Carson describes himself as a May Day baby, having received a double-kidney transplant on May 1, 2003. His, too, was a cadaver donor.
“I’ve had no complications at all, no problems,” he said. “Other parts of my body are failing, but my kidneys are going strong.”
Carson trained for the 2004 U.S. Games held in Minneapolis, Minn., and came away with a gold medal in the butterfly. He made Team USA in 2005, and competed in the international games held in Australia. He won six gold medals in swimming and three bronze in cycling.
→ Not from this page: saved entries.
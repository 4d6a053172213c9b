pub use std::sync::Arc;
pub use std::time::Instant;

pub use anyhow::{anyhow, bail, Context};
pub use tracing::{debug, error, info, instrument};

pub type Result<T = (), E = anyhow::Error> = std::result::Result<T, E>;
Now he is helping other transplant recipients have a chance to compete in the games through his foundation.
“It’s the Transplant Athletic Foundation Inc.,” he said. “It’s something I set up for transplant recipients to attend events like this.
“We’re a family, a transplant family,” he continued. “All of the people here are on the same medicines, have the same story.”
The games, he said, gives them a chance to talk about their experiences, to know they’re not the only one facing the challenges of living life after a transplant. And it doesn’t matter how they fare in the competition.
“You come in last, you celebrate,” he said. “You’re alive.”
Carson said the philosophy behind organ donation is simple, and is reflected in the saying, “To the world you may be just one person, but to one person you may be the world.”
“It’s all about donating organs,” he said. “Donate life.
“Somebody was compassionate enough to put on their driver’s license to donate organs. My two girls would not have had a father without my transplant.”
Mount Vernon Mayor Richard Mavis opened Saturday’s activities by reading a proclamation from the City of Mount Vernon. Mavis is familiar with organ donation, having donated a kidney 22 years ago to his daughter.
“It was good for 19 years,” he said. “Three years ago her kidney failed, and a co-worker donated a kidney to her.”
The co-worker was an even better match for his daughter than he was, said Mavis, adding that he and his wife have a real connection with transplant recipients.